## [EXERCISE DESCRIPTION]
Starting with the first line and ending with the last, transcribe the data exactly.

++++ SUPPLIED RECORDS

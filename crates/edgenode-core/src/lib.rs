//! edgenode-core
//!
//! Core of an edge-compute node: pulls tasks from a coordinator, orders
//! them by priority and value, runs each one under a time and resource
//! limit with bounded concurrency, and reports results back over an
//! unreliable network.
//!
//! # Modules
//! - **domain**: tasks, ids, states, results, events
//! - **ports**: seams to the outside (clock, event sink, coordinator, resource probe)
//! - **config**: `EdgeConfig` and the runtime-updatable `SharedConfig`
//! - **scheduler**: priority score and admission order
//! - **queue**: the four-bucket task state machine
//! - **sandbox**: timeout, resource sampling, failure containment
//! - **executor**: handler registry, built-in handlers, result normalization
//! - **client**: retrying HTTP client and the HTTP coordinator
//! - **pool**: bounded-concurrency admission
//! - **app**: builder, runtime, automation loops, status
//! - **impls**: in-memory and system implementations of the ports

pub mod app;
pub mod client;
pub mod config;
pub mod domain;
pub mod error;
pub mod executor;
pub mod impls;
pub mod pool;
pub mod ports;
pub mod queue;
pub mod sandbox;
pub mod scheduler;

pub use app::{BuildError, EdgeBuilder, EdgeRuntime};
pub use config::{EdgeConfig, SharedConfig};
pub use domain::{Priority, Task, TaskId, TaskResult, TaskState, TaskType};
pub use executor::{Handler, HandlerContext, TaskPayload};
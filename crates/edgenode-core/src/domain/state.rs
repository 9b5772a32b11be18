//! Task state machine.

use std::fmt;

use serde::{Deserialize, Serialize};

/// Which bucket a task currently lives in.
///
/// State transitions:
/// - Waiting -> Running -> Completed
/// - Waiting -> Running -> Failed
///
/// Terminal states are final. A retry is a new enqueue after the terminal
/// record has been evicted.
#[derive(Debug, Clone, Copy, PartialEq, Eq, Hash, Serialize, Deserialize)]
#[serde(rename_all = "snake_case")]
pub enum TaskState {
    /// Enqueued, eligible for admission.
    Waiting,

    /// Admitted by the pool and executing in a sandbox.
    Running,

    /// Handler returned a value.
    Completed,

    /// Handler failed, panicked, timed out, or no handler was registered.
    Failed,
}

impl TaskState {
    /// Is this a terminal state (no further transitions)?
    pub fn is_terminal(self) -> bool {
        matches!(self, TaskState::Completed | TaskState::Failed)
    }

    pub fn can_transition_to(self, next: TaskState) -> bool {
        matches!(
            (self, next),
            (TaskState::Waiting, TaskState::Running)
                | (TaskState::Running, TaskState::Completed)
                | (TaskState::Running, TaskState::Failed)
        )
    }

    pub fn as_str(self) -> &'static str {
        match self {
            TaskState::Waiting => "waiting",
            TaskState::Running => "running",
            TaskState::Completed => "completed",
            TaskState::Failed => "failed",
        }
    }
}

impl fmt::Display for TaskState {
    fn fmt(&self, f: &mut fmt::Formatter<'_>) -> fmt::Result {
        f.write_str(self.as_str())
    }
}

++++++++

## [ANSWER SPACE]
filename crates/edgenode-core/src/lib.rs
//! edgenode-core
//!
//! Core of an edge-compute node: pulls tasks from a coordinator, orders
//! them by priority and value, runs each one under a time and resource
//! limit with bounded concurrency, and reports results back over an
//! unreliable network.
//!
//! # Modules
//! - **domain**: tasks, ids, states, results, events
//! - **ports**: seams to the outside (clock, event sink, coordinator, resource probe)
//! - **config**: `EdgeConfig` and the runtime-updatable `SharedConfig`
//! - **scheduler**: priority score and admission order
//! - **queue**: the four-bucket task state machine
//! - **sandbox**: timeout, resource sampling, failure containment
//! - **executor**: handler registry, built-in handlers, result normalization
//! - **client**: retrying HTTP client and the HTTP coordinator
//! - **pool**: bounded-concurrency admission
//! - **app**: builder, runtime, automation loops, status
//! - **impls**: in-memory and system implementations of the ports

pub mod app;
pub mod client;
pub mod config;
pub mod domain;
pub mod error;
pub mod executor;
pub mod impls;
pub mod pool;
pub mod ports;
pub mod queue;
pub mod sandbox;
pub mod scheduler;

pub use app::{BuildError, EdgeBuilder, EdgeRuntime};
pub use config::{EdgeConfig, SharedConfig};
pub use domain::{Priority, Task, TaskId, TaskResult, TaskState, TaskType};
pub use executor::{Handler, HandlerContext, TaskPayload};
filename crates/edgenode-core/src/domain/state.rs
repository 9b5772a32b11be18
//! Task state machine.

use std::fmt;

use serde::{Deserialize, Serialize};

/// Which bucket a task currently lives in.
///
/// State transitions:
/// - Waiting -> Running -> Completed
/// - Waiting -> Running -> Failed
///
/// Terminal states are final. A retry is a new enqueue after the terminal
/// record has been evicted.
#[derive(Debug, Clone, Copy, PartialEq, Eq, Hash, Serialize, Deserialize)]
#[serde(rename_all = "snake_case")]
pub enum TaskState {
    /// Enqueued, eligible for admission.
    Waiting,

    /// Admitted by the pool and executing in a sandbox.
    Running,

    /// Handler returned a value.
    Completed,

    /// Handler failed, panicked, timed out, or no handler was registered.
    Failed,
}

impl TaskState {
    /// Is this a terminal state (no further transitions)?
    pub fn is_terminal(self) -> bool {
        matches!(self, TaskState::Completed | TaskState::Failed)
    }

    pub fn can_transition_to(self, next: TaskState) -> bool {
        matches!(
            (self, next),
            (TaskState::Waiting, TaskState::Running)
                | (TaskState::Running, TaskState::Completed)
                | (TaskState::Running, TaskState::Failed)
        )
    }

    pub fn as_str(self) -> &'static str {
        match self {
            TaskState::Waiting => "waiting",
            TaskState::Running => "running",
            TaskState::Completed => "completed",
            TaskState::Failed => "failed",
        }
    }
}

impl fmt::Display for TaskState {
    fn fmt(&self, f: &mut fmt::Formatter<'_>) -> fmt::Result {
        f.write_str(self.as_str())
    }
}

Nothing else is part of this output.